Thomas L. McCally, Carr Maloney, P.C., Washington, DC, for Defendant.
After more than 13 years of employment with defendant American Society of Civil Engineers ("ASCE"), the plaintiff lost his job. Contending that various ASCE officers ("individual defendants"), motivated by "racial animus," strategically interfered with his employment contract and secured his termination, the plaintiff brings federal discrimination claims along with various non-federal claims. In response, the defendants filed a motion to dismiss or to transfer venue, asserting, inter alia, that venue is improper in this district under 28 U.S.C. § 1391(b) and that the court therefore should transfer the matter to the Eastern District of Virginia. After the parties completed briefing on the question of venue, the plaintiff sought leave to file a sur-reply. While the defendants' reply contains a new argument, the court denies the plaintiff's motion because that new argument does not affect the court's resolution of the defendants' venue motion. With respect to venue, the plaintiff fails to establish the necessary nexus between this district and the facts giving rise to his claims. Because venue indeed is improper in this district with respect to the plaintiff's federal claims, the court transfers those claims to the Eastern District of Virginia with the pendent non-federal claims in tow.
Defendant ASCE is a non-profit New York corporation with its headquarters and principal place of business in Reston Virginia and offices in New York City and Washington, D.C. Pl.'s Am. Compl. ("Compl.") ¶ 3; Defs.' Mot. at 1 & Ex. A (Natale Aff.). In March 1989, the plaintiff, an African American male, began working for defendant ASCE as its Assistant Executive Director and Chief Operating Officer. Compl. ¶ 9. In 1994, the plaintiff achieved the position of Executive Director and Chief Executive Officer ("CEO"). Id. ¶ 10. Defendant ASCE's corporate structure includes a "Board of Direction" ("the Board"), to which the CEO reports, and an Executive Committee ("the Committee") that exercises the Board's delegated authority. Id. ¶ 8.
The plaintiff's written employment contract provided him an initial term as CEO that would automatically renew for one-year terms subject to annual review by the Board. Id. ¶ 11. In 1996, the Committee unanimously extended the plaintiff's employment for two years, through October 31, 1998. Id. ¶ 12. In July 1997, the Committee again extended his employment, this time until October 31, 2000, and modified his contract to provide for automatic renewals every two years. Id. ¶ 13. On November 1, 1999, absent notice of non-renewal, the plaintiff's contract automatically extended through October 31, 2002. Id. ¶ 14.
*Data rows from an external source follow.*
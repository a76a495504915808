//! Motion event detection via frame differencing.
//!
//! Frames are decoded to single-channel intensity through an ffmpeg
//! rawvideo pipe and compared pairwise: a frame whose absolute difference
//! from its predecessor exceeds the per-pixel threshold on enough pixels is
//! recorded as a motion event at `frame_index / fps`.

use std::io::Read;
use std::path::Path;
use tracing::debug;

use crate::config::AnalysisConfig;
use crate::error::{Error, Result};
use crate::media::{FfmpegCommand, VideoInfo};

/// Thresholds for the frame-difference pass.
#[derive(Debug, Clone, Copy)]
pub struct MotionSettings {
    /// Per-pixel intensity difference (0-255) for a pixel to count as changed.
    pub pixel_diff_threshold: u8,
    /// Number of changed pixels required for a frame to count as motion.
    pub min_changed_pixels: u64,
    /// Minimum gap in seconds between retained timestamps.
    pub min_event_gap_secs: f64,
}

impl From<&AnalysisConfig> for MotionSettings {
    fn from(cfg: &AnalysisConfig) -> Self {
        Self {
            pixel_diff_threshold: cfg.pixel_diff_threshold,
            min_changed_pixels: cfg.min_changed_pixels,
            min_event_gap_secs: cfg.min_event_gap_secs,
        }
    }
}

/// Detect motion event timestamps in `video`.
///
/// Returns ascending timestamps with bursts already collapsed: the first
/// event of a burst wins and later events within `min_event_gap_secs` of the
/// last retained one are dropped. A video with zero or one frame yields an
/// empty sequence.
pub fn detect_motion(
    video: &Path,
    info: &VideoInfo,
    settings: &MotionSettings,
) -> Result<Vec<f64>> {
    let frame_len = info.width as usize * info.height as usize;
    if frame_len == 0 {
        return Err(Error::VideoDecode {
            path: video.to_path_buf(),
            message: "zero-sized frames".to_string(),
        });
    }

    let cmd = FfmpegCommand::to_stdout(video)
        .output_arg("-f")
        .output_arg("rawvideo")
        .output_arg("-pix_fmt")
        .output_arg("gray");
    let mut child = cmd.spawn()?;

    let mut stdout = child.stdout.take().ok_or_else(|| Error::Internal {
        message: "ffmpeg stdout not captured".to_string(),
    })?;

    let mut prev = vec![0_u8; frame_len];
    let mut cur = vec![0_u8; frame_len];
    let mut raw_times = Vec::new();
    let mut have_prev = false;
    // Index of the frame being compared against its predecessor; the first
    // comparison is recorded at t = 0 to match the source detection.
    let mut compared: u64 = 0;

    loop {
        match read_frame(&mut stdout, &mut cur) {
            FrameRead::Full => {}
            FrameRead::Eof => break,
            FrameRead::Error(e) => {
                let _ = child.kill();
                let _ = child.wait();
                return Err(Error::VideoDecode {
                    path: video.to_path_buf(),
                    message: e.to_string(),
                });
            }
        }

        if have_prev {
            let changed = changed_pixels(&prev, &cur, settings.pixel_diff_threshold);
            if changed > settings.min_changed_pixels {
                #[allow(clippy::cast_precision_loss)]
                raw_times.push(compared as f64 / info.fps);
            }
            compared += 1;
        } else {
            have_prev = true;
        }

        std::mem::swap(&mut prev, &mut cur);
    }

    let status = child.wait()?;
    if !status.success() {
        let mut stderr = String::new();
        if let Some(mut pipe) = child.stderr.take() {
            let _ = pipe.read_to_string(&mut stderr);
        }
        return Err(Error::VideoDecode {
            path: video.to_path_buf(),
            message: stderr.trim().to_string(),
        });
    }

    debug!("{} raw motion frames before collapsing", raw_times.len());
    Ok(collapse_close(&raw_times, settings.min_event_gap_secs))
}

enum FrameRead {
    Full,
    Eof,
    Error(std::io::Error),
}

/// Read exactly one frame; a clean EOF at a frame boundary ends the stream.
/// A partial trailing frame is treated as EOF as well (ffmpeg was killed or
/// the stream was truncated; the frames read so far still stand).
fn read_frame(reader: &mut impl Read, buf: &mut [u8]) -> FrameRead {
    let mut filled = 0;
    while filled < buf.len() {
        match reader.read(&mut buf[filled..]) {
            Ok(0) => return FrameRead::Eof,
            Ok(n) => filled += n,
            Err(e) if e.kind() == std::io::ErrorKind::Interrupted => {}
            Err(e) => return FrameRead::Error(e),
        }
    }
    FrameRead::Full
}

/// Count pixels whose absolute intensity difference exceeds `threshold`.
fn changed_pixels(prev: &[u8], cur: &[u8], threshold: u8) -> u64 {
    prev.iter()
        .zip(cur.iter())
        .filter(|&(&p, &c)| p.abs_diff(c) > threshold)
        .count() as u64
}

/// Greedy forward collapse: keep the first timestamp of a burst, drop every
/// later one within `gap` seconds of the last retained timestamp.
///
/// Input must be ascending; output is ascending.
#[must_use]
pub fn collapse_close(times: &[f64], gap: f64) -> Vec<f64> {
    let mut filtered: Vec<f64> = Vec::new();
    for &t in times {
        match filtered.last() {
            Some(&last) if t - last <= gap => {}
            _ => filtered.push(t),
        }
    }
    filtered
}

#[cfg(test)]
mod tests {
    use super::*;

    #[test]
    fn test_collapse_close_burst() {
        let raw = [1.0, 1.2, 1.5, 3.0];
        assert_eq!(collapse_close(&raw, 1.0), vec![1.0, 3.0]);
    }

    #[test]
    fn test_collapse_close_single_burst() {
        let raw = [5.0, 5.4, 5.9];
        assert_eq!(collapse_close(&raw, 1.0), vec![5.0]);
    }

    #[test]
    fn test_collapse_close_empty() {
        assert!(collapse_close(&[], 1.0).is_empty());
    }

    #[test]
    fn test_collapse_close_all_spread() {
        let raw = [0.0, 2.0, 4.0];
        assert_eq!(collapse_close(&raw, 1.0), raw.to_vec());
    }

    #[test]
    fn test_changed_pixels_threshold_is_strict() {
        let prev = [0_u8, 0, 0, 0];
        let cur = [30_u8, 31, 100, 0];
        // Exactly-threshold differences do not count.
        assert_eq!(changed_pixels(&prev, &cur, 30), 2);
    }
}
The plaintiff alleges that beginning in 1999, "racial animus" motivated the three individual defendants and other ASCE officers to orchestrate the plaintiff's termination. Id. ¶ 19. The plaintiff claims that the individual defendants made false public statements about the plaintiff. Id. ¶ 25. On April 27, 2000 in Reston, Virginia, this alleged "defamatory campaign" materialized in a Committee vote by the individual defendants not to renew the plaintiff's contract. Id. ¶¶ 34-39, 49; Defs.' Mot. at 8. After the vote, one of the individual defendants attempted to deliver a termination notice to the plaintiff at an international conference in Edinburgh, Scotland. Compl. ¶¶ 58-59. After the plaintiff refused to accept the letter, it was later sent to him at defendant ASCE's headquarters in Reston. Id. ¶ 59.
In October 2000, the Board met in Seattle, Washington to consider the Committee's decision against renewal of the plaintiff's contract. Id. ¶ 60. At this meeting, the Board voted 15 to 10 in support of the Committee's non-renewal of the plaintiff's contract. Id. ¶ 72. In February 2002, while at defendant ASCE's Washington, D.C. office, one of the individual defendants presented the plaintiff with a severance offer requiring him to forego any claims against defendant ASCE. Id. ¶ 82. The plaintiff refused the offer. Id. Later that fall in Washington, D.C., allegedly without notice, defendant ASCE declined to provide the plaintiff with severance and other alleged contractually-guaranteed benefits. Id. In October 2002, defendant ASCE officially terminated the plaintiff at a meeting in Houston, Texas. Id. ¶ 83.
On May 6, 2003, the plaintiff filed his original complaint. On June 9, 2003, the plaintiff filed an amended complaint asserting federal discrimination and civil-rights claims under 42 U.S.C. §§ 1981 and 1985(3) against all the defendants, a non-federal breach-of-contract claim against defendant ASCE, and non-federal claims of tortious interference with business and contractual relations against certain individual defendants. Id. at 23-29.
On June 30, 2003, the defendants filed a motion to dismiss or, in the alternative, to transfer venue. They argue, inter alia, that venue is improper in this district under 28 U.S.C. § 1391(b) and that the court therefore should transfer the action to the Eastern District of Virginia. See generally Defs.' Mot. On July 28, 2003, after the plaintiff filed his opposition and the defendants filed their reply, the plaintiff sought leave to file a sur-reply. See generally Pl.'s Mot. The court now addresses these motions.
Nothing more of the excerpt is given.